November 3, 2025 Justin Joschko

I haven’t been reading as much as usual lately, and the books I have read (To Lose a War—essays on Afghanistan, fine but I would’ve preferred a cohesive book on the subject; Never Flinch—King on autopilot; Songs in the Key of Z—a regular reread, fantastic) I haven’t felt like writing about. In September, the reason was mostly Silksong. In October, it was the Blue Jays.

When the season began, after a dismal 2024 and what felt like an insufficiently active and bemusing offseason (Santander? Yay! Gimenez? Another glove-first middle infielder, great, only got about 20 of those; Straw? So, what, are we the Guardians’ personal Value Village now? Do they have any old sweaters they need to get rid of?) I wanted one thing: for the Jays to win a single post-season game.

Not a series sweep, not even a series win. Just a game.

Sports narratives are often speculative and always stupid, but they carry with them a prophetic aura that can be hard to shake. The story around the Blue Jays as perennial postseason chokers was a vicious poltergeist that needed exorcising. Do six losses over five years actually carry any statistical significance, especially when the rosters involved are different? Probably not. But they happened, and only a postseason win could wash away the resulting stink. Win just one, and future playoff berths would no longer be met by the baseball world with a collective eyeroll and the words “Big deal, they’ll just get swept again like they always do.”

All I wanted was a little hope. One win’s worth of hope. I promised myself I’d be happy with that much.

Turns out, I got ten.

I clutched that promise to myself all through the postseason, but it got slipperier with every win. Humans are naturally greedy, and while I wish I were an exception, I’m not. Sure, one win is great, but now that we’re here, I want to beat the Yankees (because who doesn’t?). Wait, we did it? So, it’s Seattle now.

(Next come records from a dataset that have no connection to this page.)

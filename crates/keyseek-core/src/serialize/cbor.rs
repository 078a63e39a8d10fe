use crate::serialize::SerializeError;
use serde::{Serialize, de::DeserializeOwned};
use serde_cbor::{from_slice, to_vec};
use std::panic::{AssertUnwindSafe, catch_unwind};

/// Encode `value` as a single CBOR item.
pub(super) fn serialize<T>(value: &T) -> Result<Vec<u8>, SerializeError>
where
    T: Serialize,
{
    to_vec(value).map_err(|err| SerializeError::Serialize(err.to_string()))
}

/// Decode one CBOR item, refusing anything over `max_bytes`.
///
/// Continuation tokens arrive from clients, so a decoder panic is
/// reported as an ordinary deserialize error.
pub(super) fn deserialize<T>(bytes: &[u8], max_bytes: usize) -> Result<T, SerializeError>
where
    T: DeserializeOwned,
{
    if bytes.len() > max_bytes {
        return Err(SerializeError::Deserialize(format!(
            "payload of {} bytes exceeds maximum of {max_bytes}",
            bytes.len()
        )));
    }

    catch_unwind(AssertUnwindSafe(|| from_slice::<T>(bytes)))
        .map_err(|_| SerializeError::Deserialize("cbor decoder panicked".to_string()))?
        .map_err(|err| SerializeError::Deserialize(err.to_string()))
}

///
/// TESTS
///
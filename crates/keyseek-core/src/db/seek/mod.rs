//! Seek predicate compilation.
//!
//! Turns a scheme plus a continuation boundary into a backend-neutral plan:
//! a lexicographic tie-break filter, ORDER BY terms and a probe-row limit.

mod compile;
mod eval;
mod order;
mod predicate;
mod target;

#[cfg(feature = "sql")]
pub mod sql;


pub use compile::{SeekPlan, compile_seek_predicate, seek_operator, seek_order};
pub use order::OrderSpec;
pub use predicate::{CompareOp, ComparePredicate, Predicate};
pub use target::SeekTarget;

They’re a great team, Cal Raleigh is as terrifying as his nickname is unfortunate, we lost the first two at home, let’s just keep from getting swept. Oh, wow, we’re back in Toronto, down two. Can we win one of them? Both of them? George Springer says yes we can!

And so came a sight I didn’t dare hope to see again in my lifetime: the Blue Jays playing in a World Series. Of course, the Dodgers would steamroll them, right? They were 9-1 through the postseason so far, and the Brewers, who with their gritty bat-to-ball playstyle and middling power were very much the Blue Jays’ NL equivalent, got flattened without landing a single punch. This was the kind of team kids assembled when flagrantly cheating at fantasy baseball. The Jays had no chance.

And yet, chance after chance presented itself, and the Blue Jays kept seizing them.

Until they didn’t.

It’s a truism in sports that close losses hurt worse than blowout losses, and while the visceral blow is certainly sharper, coming as it does all at once in one critical moment or another (two outs! Two measly outs!) in the long run, I’m not sure it’s the case.

Because unlike the Yankees in 2024, the Blue Jays could have won this series. Not merely in the technical sense that any team can beat any other team on any given day—sim a million best-of-sevens between the Dodgers and the White Sox; Chicago will come away with a few hundred Commissioner’s Trophies at least—but through proof of play. The series pivoted on a knife’s edge. And that knife cuts both ways: just ask the Seattle Mariners.

Even though they lost, I believe the Blue Jays had the more magical season. No disrespect to the Dodgers, but “reigning champions with largest payroll in all of sports win again” is not a made-for-Hollywood story. And I don’t mean that as a sour grapes dig at their spending, nor do I think they bought themselves a championship. As the Mets will tell you, championships aren’t for sale. Money is huge, but money spent wisely makes the difference. (I will, however, pause here briefly to note for Jays fans grumbling about how the team failed to cash in runners when it counted, that in Game 7 alone the Blue Jays faced over $1.3 billion in pitching. So, yeah, hit some doubles off of that).

Contrast all that with the story the Blue Jays can tell: a group of castoffs and homegrown heroes shook off a year in the AL East cellar and made it to the pinnacle. There they faced a dragon that had roasted alive all those that came before them, and while they didn’t quite slay it before they fell, they lopped off a wing and showed it a fear it hadn’t felt in years.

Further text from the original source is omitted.